Lysostaphin is an endopeptidase that cleaves the pentaglycine cross-bridges of the staphylococcal cell wall rapidly lysing the bacteria. Recently, lysostaphin has been examined for its potential to treat infections and to clear Staphylococcus aureus nasal colonization, requiring a reliable method for determining the lysostaphin susceptibility of strains of S. aureus. We compared four methods for determining the lysostaphin susceptibility of 57 strains of methicillin-sensitive S. aureus, methicillin-resistant S. aureus, vancomycin intermediately susceptible S. aureus (VISA), mupirocin-resistant S. aureus, and various defined genetic mutants of S. aureus. Three reference lysostaphin-resistant S. aureus variants were also included in the assays as negative controls. The assays examined included turbidity, MIC, minimum bactericidal concentration (MBC), and disk diffusion assays. All of the strains of S. aureus tested, including a VISA strain which had previously been reported to be lysostaphin resistant, were susceptible to lysostaphin by all four methods. The three reference lysostaphin-resistant variants were resistant by all four methods.

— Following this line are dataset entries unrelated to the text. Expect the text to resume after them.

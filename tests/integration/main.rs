//! Integration tests exercising the engine end to end over the
//! in-memory store.

mod helpers;

mod booking_test;
mod calendar_test;
mod concurrency_test;
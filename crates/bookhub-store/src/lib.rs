//! # bookhub-store
//!
//! Availability store implementations for BookHub. The store is the single
//! source of truth for which slots are taken and arbitrates every
//! reservation attempt, guaranteeing at most one booking per
//! (resource, date, slot) identity.
//!
//! Two backends are provided behind [`store::AvailabilityStore`]:
//! - in-memory (`dashmap` day map, one `tokio::sync::Mutex` per day)
//! - PostgreSQL (`sqlx`, uniqueness constraint on the slot identity triple)
//!
//! [`manager::StoreManager`] selects the backend from configuration and
//! enforces the bounded-wait rule on commits and cancels.

pub mod manager;
pub mod store;

#[cfg(feature = "memory")]
pub mod memory;

#[cfg(feature = "postgres")]
pub mod postgres;

pub use manager::StoreManager;
pub use store::AvailabilityStore;
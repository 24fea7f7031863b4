//! Convenience result type alias for BookHub.

use crate::error::BookingError;

/// A specialized `Result` type for BookHub operations.
///
/// Defined as a convenience so that every crate does not need to write
/// `Result<T, BookingError>` explicitly.
pub type BookingResult<T> = Result<T, BookingError>;
//! Application configuration schemas.
//!
//! All configuration structs are deserialized from TOML files via the
//! `config` crate. Each sub-module represents a logical configuration
//! section.

pub mod logging;
pub mod venue;

use serde::{Deserialize, Serialize};

pub use self::logging::LoggingConfig;
pub use self::venue::VenueConfig;

use crate::error::BookingError;

/// Root application configuration.
///
/// This struct is the top-level deserialization target for the merged
/// TOML configuration files (default.toml + environment overlay).
#[derive(Debug, Clone, Default, Serialize, Deserialize)]
pub struct BookingConfig {
    /// Venue scheduling settings.
    #[serde(default)]
    pub venue: VenueConfig,
    /// Availability store settings.
    #[serde(default)]
    pub store: StoreConfig,
    /// Logging settings.
    #[serde(default)]
    pub logging: LoggingConfig,
}

/// Availability store configuration.
#[derive(Debug, Clone, Serialize, Deserialize)]
pub struct StoreConfig {
    /// Store provider: `"memory"` or `"postgres"`.
    #[serde(default = "default_provider")]
    pub provider: String,
    /// Bounded wait for commit/cancel operations, in seconds.
    #[serde(default = "default_commit_timeout")]
    pub commit_timeout_seconds: u64,
    /// Database settings, required when `provider = "postgres"`.
    #[serde(default)]
    pub database: DatabaseConfig,
}

impl Default for StoreConfig {
    fn default() -> Self {
        Self {
            provider: default_provider(),
            commit_timeout_seconds: default_commit_timeout(),
            database: DatabaseConfig::default(),
        }
    }
}

/// Database connection pool configuration.
#[derive(Debug, Clone, Serialize, Deserialize)]
pub struct DatabaseConfig {
    /// PostgreSQL connection URL.
    #[serde(default)]
    pub url: String,
    /// Maximum number of connections in the pool.
    #[serde(default = "default_max_connections")]
    pub max_connections: u32,
    /// Minimum number of connections in the pool.
    #[serde(default = "default_min_connections")]
    pub min_connections: u32,
    /// Connection timeout in seconds.
    #[serde(default = "default_connect_timeout")]
    pub connect_timeout_seconds: u64,
    /// Idle connection timeout in seconds.
    #[serde(default = "default_idle_timeout")]
    pub idle_timeout_seconds: u64,
}

impl Default for DatabaseConfig {
    fn default() -> Self {
        Self {
            url: String::new(),
            max_connections: default_max_connections(),
            min_connections: default_min_connections(),
            connect_timeout_seconds: default_connect_timeout(),
            idle_timeout_seconds: default_idle_timeout(),
        }
    }
}

impl BookingConfig {
    /// Load configuration from TOML files.
    ///
    /// Merges the default configuration with an environment-specific overlay
    /// and environment variables prefixed with `BOOKHUB_`.
    pub fn load(env: &str) -> Result<Self, BookingError> {
        let config = config::Config::builder()
            .add_source(config::File::with_name("config/default").required(false))
            .add_source(config::File::with_name(&format!("config/{env}")).required(false))
            .add_source(
                config::Environment::with_prefix("BOOKHUB")
                    .separator("__")
                    .try_parsing(true),
            )
            .build()?;

        Ok(config.try_deserialize()?)
    }
}

fn default_provider() -> String {
    "memory".to_string()
}

fn default_commit_timeout() -> u64 {
    5
}

fn default_max_connections() -> u32 {
    20
}

fn default_min_connections() -> u32 {
    5
}

fn default_connect_timeout() -> u64 {
    10
}

fn default_idle_timeout() -> u64 {
    300
}
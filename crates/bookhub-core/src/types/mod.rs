//! Shared value types: typed identifiers and money.

pub mod id;
pub mod money;

pub use id::{BookingId, ResourceId};
pub use money::Money;

/// 1-based index of a time slot within a resource's operating day.
///
/// Indices are unique per (resource, date); identity of a concrete slot is
/// the (resource, date, index) triple.
pub type SlotIndex = u16;
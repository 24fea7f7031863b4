//! Fixed-duration slot generation for an operating window.

use chrono::{NaiveTime, Timelike};

use bookhub_core::BookingError;
use bookhub_core::result::BookingResult;
use bookhub_core::types::SlotIndex;
use bookhub_entity::{Resource, TimeSlot};

/// Produces the time slots tiling a resource's operating window.
///
/// Pure and deterministic for a given window. Indices start at 1 and the
/// last slot ends exactly at close; an interval that would overrun the
/// close time is never emitted.
#[derive(Debug, Clone, Copy)]
pub struct SlotGenerator {
    /// Slot length in minutes.
    duration_minutes: u32,
}

impl SlotGenerator {
    /// Create a generator for the given slot length.
    pub fn new(duration_minutes: u32) -> BookingResult<Self> {
        if duration_minutes == 0 || duration_minutes > 24 * 60 {
            return Err(BookingError::Validation(format!(
                "slot duration must be between 1 minute and a day, got {duration_minutes}"
            )));
        }
        Ok(Self { duration_minutes })
    }

    /// Slot length in minutes.
    pub fn duration_minutes(&self) -> u32 {
        self.duration_minutes
    }

    /// The ordered slot shells for an operating window.
    ///
    /// Arithmetic runs on minutes-from-midnight rather than `NaiveTime`
    /// addition, which wraps at midnight.
    pub fn generate(&self, open: NaiveTime, close: NaiveTime) -> Vec<TimeSlot> {
        let open_min = open.num_seconds_from_midnight() / 60;
        let close_min = close.num_seconds_from_midnight() / 60;

        let mut slots = Vec::new();
        let mut start = open_min;
        let mut index: SlotIndex = 1;
        while start + self.duration_minutes <= close_min {
            let end = start + self.duration_minutes;
            slots.push(TimeSlot {
                index,
                start: from_minutes(start),
                end: from_minutes(end),
            });
            start = end;
            index += 1;
        }
        slots
    }

    /// The slot shells for a resource's operating window.
    pub fn for_resource(&self, resource: &Resource) -> Vec<TimeSlot> {
        self.generate(resource.open, resource.close)
    }

    /// How many slots the window holds.
    pub fn slot_count(&self, open: NaiveTime, close: NaiveTime) -> SlotIndex {
        self.generate(open, close).len() as SlotIndex
    }
}

fn from_minutes(minutes: u32) -> NaiveTime {
    // minutes is always below 24 * 60 here, derived from a valid NaiveTime.
    NaiveTime::from_num_seconds_from_midnight_opt(minutes * 60, 0)
        .unwrap_or(NaiveTime::MIN)
}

The disk diffusion assay was the simplest method to differentiate lysostaphin-susceptible S. aureus strains from lysostaphin-resistant variants, while the MBC assay could be used as a follow-up assay if required. In the disk diffusion assay, all strains of S. aureus tested revealed zones of inhibition of >/=11 mm using a 50-microg lysostaphin disk, while the three reference lysostaphin-resistant S. aureus variants had no zones of inhibition. In MBC assays, concentrations of lysostaphin ranging from 0.16 microg/ml to 2.5 microg/ml were found to cause a 3 log or greater drop from the initial CFU of S. aureus within 30 min for all strains tested.[1]